The advertising industry must continue to tackle fatigue around DEI discussions, according to a panel by industry group ‘Smelly Lunch Stories’.
Diversity Council Australia reports that opposition to DEI has doubled since 2019.
BMF’s chief strategy officer Christina Aventi said that influential institutions and corporations winding back their DEI policy is instigating behaviours of cultural biases.
“There’s also a social cohesion issue,” she said at the panel event in Sydney.
“If there's any kind of bias and heuristic layer on top, it multiplies outwards into the community.
“We’ve also got a problem with humanity and empathy. So, it's horrific, but it's unsurprising.”
SLS’s DEI statistics found that from 400 people, 76% felt that they had to downplay their cultural identity to fit in.
Thirty one per cent have experienced discrimination in the past year, one in three has said that their manager is not inclusive and 60% have experienced micro-aggressions.
Independent brand strategy consultant Eugene Healey said that a lack of economic diversity in Australia breeds the lack of cultural diversity in the workplace.
“We are the 105th most diverse economy in the world right between Botswana and the Ivory Coast,” Healey said.
“That economic lack of diversity causes this country to be incredibly risk averse.
“Australia wants to stick to history and the types of businesses that are grown here. That flows down to not only corporate culture but to the media industry as well.
“Our country is getting much more diverse and multicultural. But the aperture of desire is not.”
IAG executive manager of channel, performance and effectiveness Mark Echo said that part of tackling this crossroad is addressing all aspects of diversity.
"Diversity is not just one thing, it's so many things that we have to cater to more,” Echo said.
“Disability is a form of diversity. It doesn't know sexual preferences, gender or race. Everyone is susceptible to it. It’s about leaning into these types of things and making sure that we are creating frameworks for people of all different types of diversities, so people can thrive.
“We need to be doing more as an industry, whether it's marketing, advertising, media, creative, to make sure that we're driving this cultural change.
“The D part is so broad, It's not just cultural, race, religion, beliefs and data. It's so much more broad than that, and everything that we just heard, I think it's going to take this industry. We need to make sure that we're constantly driving that forward.”
SLS co-founder and Mediahub chief strategy officer Linda Fagerlund said that part of making institutional change is bringing the conversations to a leadership position.

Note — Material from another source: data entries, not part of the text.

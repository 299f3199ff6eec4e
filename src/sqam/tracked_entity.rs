use nalgebra::Matrix2;
use serde::{Deserialize, Serialize};
use uuid::Uuid;

use crate::utils::{distance_point_to_line, mean, variance, vector_norm, Point, TrackBox};

/// Identifier assigned by the external tracker
pub type TrackId = u64;

/// Slope used instead of infinity when the dominant direction is vertical
pub const VERTICAL_SLOPE: f64 = 999999.0;

/// Line y = slope * x + intercept in image coordinates
#[derive(Debug, Clone, Copy, PartialEq, Serialize, Deserialize)]
pub struct Trendline {
    pub slope: f64,
    pub intercept: f64,
}

/// Relative speed: displacement over the sampling span divided by the average box height
#[derive(Debug, Clone, Copy, PartialEq, Serialize, Deserialize)]
pub struct SpeedSample {
    pub dx: f64,
    pub dy: f64,
}

impl SpeedSample {
    pub fn new(dx: f64, dy: f64) -> Self {
        SpeedSample { dx, dy }
    }
    pub fn magnitude(&self) -> f64 {
        vector_norm(self.dx, self.dy)
    }
}

/// State of a single track while it is being validated.
///
/// The external `track_id` may come back later after the entity is destroyed; in that case a
/// brand new entity (with a new `id`) starts from scratch.
#[derive(Debug, Clone)]
pub struct TrackedEntity {
    id: Uuid,
    track_id: TrackId,
    box_history: Vec<TrackBox>,
    speed_history: Vec<SpeedSample>,
    trendline: Option<Trendline>,
}

impl TrackedEntity {
    pub fn new(track_id: TrackId, first_box: TrackBox) -> Self {
        let mut newe = TrackedEntity {
            id: Uuid::new_v4(),
            track_id,
            box_history: Vec::new(),
            speed_history: Vec::new(),
            trendline: None,
        };
        newe.box_history.push(first_box);
        newe
    }
    pub fn get_id(&self) -> Uuid {
        self.id
    }
    pub fn get_track_id(&self) -> TrackId {
        self.track_id
    }
    pub fn get_box_history(&self) -> &[TrackBox] {
        &self.box_history
    }
    pub fn get_speed_history(&self) -> &[SpeedSample] {
        &self.speed_history
    }
    pub fn get_trendline(&self) -> Option<Trendline> {
        self.trendline
    }
    pub fn track_len(&self) -> usize {
        self.box_history.len()
    }
    pub fn first_position(&self) -> Point {
        self.box_history[0].get_center()
    }
    pub fn last_position(&self) -> Point {
        self.box_history[self.box_history.len() - 1].get_center()
    }
    pub fn add_position(&mut self, newbox: TrackBox) {
        self.box_history.push(newbox);
    }
    /// True if either x or y of box centers varies over the whole history
    pub fn has_variance(&self) -> bool {
        let (xs, ys) = self.centers();
        variance(&xs) != 0.0 || variance(&ys) != 0.0
    }
    /// Fits trendline through box centers along the principal component of their spread
    pub fn calculate_trendline_coefficients(&mut self) -> Trendline {
        let (xs, ys) = self.centers();
        let mean_x = mean(&xs);
        let mean_y = mean(&ys);
        let count = xs.len() as f64;
        let mut sxx = 0.0;
        let mut sxy = 0.0;
        let mut syy = 0.0;
        for (x, y) in xs.iter().zip(ys.iter()) {
            let cx = x - mean_x;
            let cy = y - mean_y;
            sxx += cx * cx;
            sxy += cx * cy;
            syy += cy * cy;
        }
        let covariance = Matrix2::new(sxx, sxy, sxy, syy) / count;
        let eigen = covariance.symmetric_eigen();
        let main = if eigen.eigenvalues[0] >= eigen.eigenvalues[1] { 0 } else { 1 };
        let direction = eigen.eigenvectors.column(main);
        let slope = if direction[0].abs() <= f64::EPSILON {
            VERTICAL_SLOPE
        } else {
            direction[1] / direction[0]
        };
        let line = Trendline {
            slope,
            intercept: mean_y - slope * mean_x,
        };
        self.trendline = Some(line);
        line
    }
    /// Distance from the latest position to the current trendline. None if no line was fitted yet
    pub fn distance_point_to_trendline(&self) -> Option<f64> {
        let line = self.trendline?;
        let last = self.last_position();
        Some(distance_point_to_line(
            line.slope,
            line.intercept,
            last.x as f64,
            last.y as f64,
        ))
    }
    /// Appends relative speed measured over the last `x` boxes.
    /// The span is `x` samples, i.e. `x - 1` steps between the first and the last box.
    pub fn calculate_speed(&mut self, x: usize) {
        let span = usize::min(x, self.box_history.len());
        let window = &self.box_history[self.box_history.len() - span..];
        let heights: Vec<f64> = window.iter().map(|b| b.height as f64).collect();
        let average_box_height = mean(&heights);
        // Degenerate boxes carry no scale, count them as standing still
        if average_box_height <= 0.0 {
            self.speed_history.push(SpeedSample::new(0.0, 0.0));
            return;
        }
        let first = window[0];
        let last = window[window.len() - 1];
        self.speed_history.push(SpeedSample::new(
            (last.x as f64 - first.x as f64) / average_box_height,
            (last.y as f64 - first.y as f64) / average_box_height,
        ));
    }
    /// Mean magnitude of the last `t` speed samples
    pub fn calculate_average_speed(&self, t: usize) -> f64 {
        let span = usize::min(t, self.speed_history.len());
        let magnitudes: Vec<f64> = self.speed_history[self.speed_history.len() - span..]
            .iter()
            .map(SpeedSample::magnitude)
            .collect();
        mean(&magnitudes)
    }
    /// Both speed components flipped sign between the two most recent samples
    pub fn is_reversed(&self) -> bool {
        let len = self.speed_history.len();
        if len < 2 {
            return false;
        }
        let prev = self.speed_history[len - 2];
        let last = self.speed_history[len - 1];
        last.dx * prev.dx < 0.0 && last.dy * prev.dy < 0.0
    }
    fn centers(&self) -> (Vec<f64>, Vec<f64>) {
        self.box_history
            .iter()
            .map(|b| (b.x as f64, b.y as f64))
            .unzip()
    }
}

#[cfg(test)]
mod tests {
    use super::*;

    fn entity_from(points: &[(i32, i32)]) -> TrackedEntity {
        let mut e = TrackedEntity::new(7, TrackBox::new(points[0].0, points[0].1, 20, 50));
        for &(x, y) in &points[1..] {
            e.add_position(TrackBox::new(x, y, 20, 50));
        }
        e
    }

    #[test]
    fn test_new_entity() {
        let e = TrackedEntity::new(3, TrackBox::new(10, 20, 30, 40));
        assert_eq!(e.get_track_id(), 3);
        assert_eq!(e.track_len(), 1);
        assert!(e.get_trendline().is_none());
        assert!(e.distance_point_to_trendline().is_none());
        assert_eq!(e.first_position(), Point::new(10, 20));
        assert_eq!(e.last_position(), Point::new(10, 20));
        let other = TrackedEntity::new(3, TrackBox::new(10, 20, 30, 40));
        assert_ne!(e.get_id(), other.get_id());
    }

    #[test]
    fn test_variance() {
        assert!(!entity_from(&[(5, 5), (5, 5), (5, 5)]).has_variance());
        assert!(entity_from(&[(5, 5), (5, 6), (5, 5)]).has_variance());
        assert!(entity_from(&[(5, 5), (6, 5)]).has_variance());
    }

    #[test]
    fn test_trendline_diagonal() {
        let mut e = entity_from(&[(0, 10), (10, 30), (20, 50), (30, 70)]);
        e.calculate_trendline_coefficients();
        let line = e.get_trendline().unwrap();
        assert!((line.slope - 2.0).abs() < 1e-9);
        assert!((line.intercept - 10.0).abs() < 1e-9);
        assert!(e.distance_point_to_trendline().unwrap() < 1e-9);
    }

    #[test]
    fn test_trendline_horizontal_and_vertical() {
        let mut horizontal = entity_from(&[(0, 40), (5, 40), (10, 40)]);
        horizontal.calculate_trendline_coefficients();
        let line = horizontal.get_trendline().unwrap();
        assert!(line.slope.abs() < 1e-9);
        assert!((line.intercept - 40.0).abs() < 1e-9);

        let mut vertical = entity_from(&[(100, 0), (100, 5), (100, 10)]);
        vertical.calculate_trendline_coefficients();
        assert_eq!(vertical.get_trendline().unwrap().slope, VERTICAL_SLOPE);
    }

    #[test]
    fn test_distance_uses_latest_point() {
        let mut e = entity_from(&[(0, 0), (10, 0), (20, 0)]);
        e.calculate_trendline_coefficients();
        e.add_position(TrackBox::new(30, 12, 20, 50));
        assert!((e.distance_point_to_trendline().unwrap() - 12.0).abs() < 1e-9);
    }

    #[test]
    fn test_speed() {
        // boxes of height 50, moving 10px per frame on x; 5 boxes span 4 steps
        let mut e = entity_from(&[(0, 0), (10, 0), (20, 0), (30, 0), (40, 0)]);
        e.calculate_speed(5);
        let s = e.get_speed_history()[0];
        assert!((s.dx - 40.0 / 50.0).abs() < 1e-12);
        assert_eq!(s.dy, 0.0);
        e.calculate_speed(2);
        assert!((e.get_speed_history()[1].dx - 10.0 / 50.0).abs() < 1e-12);
        assert!((e.calculate_average_speed(2) - 0.5).abs() < 1e-12);
        assert!((e.calculate_average_speed(1) - 0.2).abs() < 1e-12);
    }

    #[test]
    fn test_long_history() {
        let mut e = TrackedEntity::new(3, TrackBox::new(0, 0, 20, 50));
        for k in 1..200 {
            e.add_position(TrackBox::new(k, 0, 20, 50));
        }
        assert_eq!(e.track_len(), 200);
        assert_eq!(e.get_box_history()[199], TrackBox::new(199, 0, 20, 50));
        e.calculate_speed(100);
        assert!((e.get_speed_history()[0].dx - 99.0 / 50.0).abs() < 1e-12);
    }

    #[test]
    fn test_speed_zero_height() {
        let mut e = TrackedEntity::new(1, TrackBox::new(0, 0, 0, 0));
        e.add_position(TrackBox::new(50, 50, 0, 0));
        e.calculate_speed(2);
        assert_eq!(e.get_speed_history()[0], SpeedSample::new(0.0, 0.0));
    }

    #[test]
    fn test_reversal() {
        let mut e = entity_from(&[(0, 0)]);
        e.speed_history = vec![SpeedSample::new(1.0, 1.0)];
        assert!(!e.is_reversed());
        e.speed_history.push(SpeedSample::new(-1.0, -1.0));
        assert!(e.is_reversed());
        e.speed_history = vec![SpeedSample::new(1.0, 1.0), SpeedSample::new(1.0, -1.0)];
        assert!(!e.is_reversed());
        e.speed_history = vec![SpeedSample::new(1.0, 0.0), SpeedSample::new(-1.0, 0.0)];
        assert!(!e.is_reversed());
    }
}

“We’re not having enough decision makers or influencers at senior marketing level,” Fagerlund said.
“How do we help elevate more diverse voices into those positions of leadership? Because it won't change unless we're in the room. Otherwise, we’re just an echo chamber.
"The questions are difficult because it's going to take time for us to change the makeup of those boardrooms, particularly in the creative space. We see it play out with some of the great work that's happening right now that's in the independent space.
"They've got freedom of creativity and expression to really go there and bring in all these diverse voices.
"Unfortunately, the institutions that exist now are not created for those diverse voices and conversations. And that's really the heart of this issue, is how we bring up those voices, particularly in marketing.”
To navigate diversity in the workplace, Aventi said that we need to 'brand' ourselves and our individuality.
“I observe ageism all the time. You know, women older than me will get made redundant more often than a male in our industry, and there's lots of unconscious bias that happens in and around all the people in this industry," she said.
"I get told i'm too emotional, but now I just pick and mix different leadership styles, and I felt more energised.
"But people internalise stuff, and so did I. And there's so much unconscious bias and so much that's invisible out there too.
"You've got to reach in and make people feel comfortable, reach out and see if you can surface it.
"You can make it cool, brand it. Make it like being a champion of diversity. Brand yourself so that people strive for you on a different kind of level."
Healey champions making your own personal brand and distinguishing yourself from corporate institutions.
“Be wary of devoting your time, resources and essential life force to institutions of waning cultural and economic influence," he said.
“We have fought for so long, kicking and screaming, to be included inside this tent, and that tent’s power is declining. They need us, not the other way around.
"AI is a technological force that is going to operate the same as every other technological force.
"There's going to be a minority rewarded and a majority punched unless we completely reinvent our economic systems.
"So don't take brands as assurance, because they may not exist in the future.
"Build your own personal brands that are independent of institutional brands.
"It's the institutions turn to prove yourselves to us, not the other way around.
"It's not about making sure you have a quota in your advertising. It's about a fundamental rethink of the aperture of desire and aspiration that this country promotes.
"Recognise that it is actually our time and be as entitled as the mediocre white men that have run your departments until this point."